Teachers, scientists prepare for total solar eclipse

Teachers are taking time to learn about the upcoming solar eclipse so that they can pass that information on to students as school begins.

NEW ORLEANS -- An astronomical phenomenon is just weeks away, but teachers are getting ready for the solar eclipse today.

"I think the space industry is growing,"  said Katherine Michele Sanders. "The more we can get (kids) involved now at this young age, the more they can become in the space industry."

Katherine is a teacher and the granddaughter of Katherine Johnson, one of the women portrayed in the movie "Hidden Figures," so science is a big deal to her and dozens of other educators at NASA's Solar Eclipse Workshop.

A total solar eclipse is set to happen Aug. 21. In New Orleans, we'll only see about 80 percent of the eclipse, but areas like Nashville will see the full thing. 

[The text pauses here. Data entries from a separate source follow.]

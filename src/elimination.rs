//! Exact inference by variable elimination
//!
//! The engine restricts every CPT against the evidence, asks the
//! [`ordering`](crate::ordering) module for a min-fill elimination order
//! over the remaining variables, then walks that order: multiply every
//! pooled factor that mentions the variable, sum the variable out of the
//! product, and put the result back in the pool. What survives mentions
//! only the query variable; multiplying and normalizing it yields the
//! posterior.

use log::debug;

use crate::errors::InferenceError;
use crate::model::{Factor, Network, VarId};
use crate::ordering::min_fill_order;

/// Compute the posterior distribution of `query` given `evidence`, as a
/// normalized factor over `query`.
///
/// Evidence is a list of (variable, value-label) observations. Errors:
/// [`InvalidQuery`](InferenceError::InvalidQuery) when the query variable
/// is itself observed, [`InvalidValue`](InferenceError::InvalidValue) when
/// an evidence label is outside its variable's domain, and
/// [`ZeroMass`](InferenceError::ZeroMass) when the evidence has zero
/// probability under the model.
pub fn posterior(
    net: &Network,
    query: VarId,
    evidence: &[(VarId, &str)],
) -> Result<Factor, InferenceError> {
    if evidence.iter().any(|&(v, _)| v == query) {
        return Err(InferenceError::InvalidQuery {
            variable: net.variable(query).name().to_string(),
        });
    }

    // Restrict every CPT against every evidence entry; factors that do not
    // mention an evidence variable pass through untouched. Bad evidence
    // labels surface here, before any elimination work.
    let vars = net.variables();
    let mut pool: Vec<Factor> = net.factors().cloned().collect();
    for &(var, value) in evidence {
        for factor in &mut pool {
            *factor = factor.restrict(vars, var, value)?;
        }
    }

    let eliminate: Vec<VarId> = (0..net.num_variables())
        .map(VarId)
        .filter(|&v| v != query && !evidence.iter().any(|&(e, _)| e == v))
        .collect();
    let order = min_fill_order(net, &pool, &eliminate);
    debug!(
        "eliminating {} variables for query {}",
        order.len(),
        net.variable(query).name()
    );

    for var in order {
        let (mentioning, rest): (Vec<Factor>, Vec<Factor>) =
            pool.into_iter().partition(|f| f.mentions(var));
        pool = rest;
        if mentioning.is_empty() {
            continue;
        }
        let refs: Vec<&Factor> = mentioning.iter().collect();
        let product = Factor::multiply(&refs);
        debug!(
            "eliminated {}: {} factors -> table of {} entries",
            net.variable(var).name(),
            refs.len(),
            product.table().len() / net.variable(var).domain_size()
        );
        pool.push(product.sum_out(vars, var)?);
    }

    // Whatever remains mentions only the query variable (or nothing, for
    // constant factors left behind by restriction)
    let refs: Vec<&Factor> = pool.iter().collect();
    Factor::multiply(&refs).normalize()
}

#[cfg(test)]
mod tests {
    use super::*;
    use crate::model::NetworkBuilder;

    /// A -> B -> C chain, each binary, with the closed-form posterior
    /// P(C=1) = 0.417.
    fn chain() -> (Network, VarId, VarId, VarId) {
        let mut b = NetworkBuilder::new();
        let a = b.add_variable("A", ["0", "1"]).unwrap();
        let bb = b.add_variable("B", ["0", "1"]).unwrap();
        let c = b.add_variable("C", ["0", "1"]).unwrap();
        b.add_cpt(a, &[], vec![0.7, 0.3]).unwrap();
        // P(B=1|A=1)=0.8, P(B=1|A=0)=0.1; child-major layout [b0a0, b0a1, b1a0, b1a1]
        b.add_cpt(bb, &[a], vec![0.9, 0.2, 0.1, 0.8]).unwrap();
        // P(C=1|B=1)=0.9, P(C=1|B=0)=0.2
        b.add_cpt(c, &[bb], vec![0.8, 0.1, 0.2, 0.9]).unwrap();
        let net = b.build().unwrap();
        (net, a, bb, c)
    }

    #[test]
    fn test_chain_marginal_closed_form() {
        let (net, _, _, c) = chain();
        let p = posterior(&net, c, &[]).unwrap();
        assert!((p.value(&[1]) - 0.417).abs() < 1e-9);
        assert!((p.value(&[0]) - 0.583).abs() < 1e-9);
    }

    #[test]
    fn test_chain_with_evidence() {
        let (net, a, _, c) = chain();
        // P(C=1|A=1) = 0.8*0.9 + 0.2*0.2 = 0.76
        let p = posterior(&net, c, &[(a, "1")]).unwrap();
        assert!((p.value(&[1]) - 0.76).abs() < 1e-9);
    }

    #[test]
    fn test_diagnostic_query_against_bayes_rule() {
        let (net, a, _, c) = chain();
        // P(A=1|C=1) = P(C=1|A=1) P(A=1) / P(C=1)
        let p = posterior(&net, a, &[(c, "1")]).unwrap();
        let expected = 0.76 * 0.3 / 0.417;
        assert!((p.value(&[1]) - expected).abs() < 1e-9);
    }

    #[test]
    fn test_posterior_sums_to_one() {
        let (net, _, bb, c) = chain();
        let p = posterior(&net, bb, &[(c, "0")]).unwrap();
        let total: f64 = p.table().iter().sum();
        assert!((total - 1.0).abs() < 1e-12);
    }

    #[test]
    fn test_query_in_evidence_rejected() {
        let (net, _, _, c) = chain();
        let err = posterior(&net, c, &[(c, "1")]).unwrap_err();
        assert!(matches!(err, InferenceError::InvalidQuery { .. }));
    }

    #[test]
    fn test_evidence_outside_domain_rejected() {
        let (net, a, _, c) = chain();
        let err = posterior(&net, c, &[(a, "2")]).unwrap_err();
        assert!(matches!(err, InferenceError::InvalidValue { .. }));
    }

    #[test]
    fn test_empty_elimination_order() {
        // Querying the root with every other variable observed: nothing to
        // eliminate, the engine just restricts and normalizes.
        let (net, a, bb, c) = chain();
        let p = posterior(&net, a, &[(bb, "1"), (c, "1")]).unwrap();
        let total: f64 = p.table().iter().sum();
        assert!((total - 1.0).abs() < 1e-12);
        // P(A=1|B=1) (C is independent of A given B)
        let expected = 0.8 * 0.3 / (0.8 * 0.3 + 0.1 * 0.7);
        assert!((p.value(&[1]) - expected).abs() < 1e-9);
    }

    #[test]
    fn test_zero_mass_evidence() {
        let mut b = NetworkBuilder::new();
        let a = b.add_variable("A", ["0", "1"]).unwrap();
        let c = b.add_variable("B", ["0", "1"]).unwrap();
        b.add_cpt(a, &[], vec![1.0, 0.0]).unwrap();
        // B deterministically equals A, so B=1 is impossible
        b.add_cpt(c, &[a], vec![1.0, 0.0, 0.0, 1.0]).unwrap();
        let net = b.build().unwrap();

        let err = posterior(&net, a, &[(c, "1")]).unwrap_err();
        assert!(matches!(err, InferenceError::ZeroMass { .. }));
    }
}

"We're trying to educate teachers that this is not a one shot event," said Sabrina Edmondson, who used to be a teacher, but now works for NASA."This is something they can take throughout the year and grow on it."

There are plenty of ways to protect your eyes when looking at the solar eclipse. You can use special glasses, a pinhole viewer, sun spotter or a telescope that has a special filter. And you may want to get prepared now because a total solar eclipse doesn't happen very often. The last total solar eclipse happened in 1979, but the last total solar eclipse visible from coast-to-coast happened 99 years ago.

"There's always a sun out there, there's always a moon out there, but not very often do they line up just right so that we get a total solar eclipse," said NASA Education Specialist Seth Johnson.

"This is something that happens once in a lifetime," added Edmondson.

The solar eclipse should be viewable in New Orleans on Aug. 21 starting at 11:57 a.m. and ending at 2:57 p.m.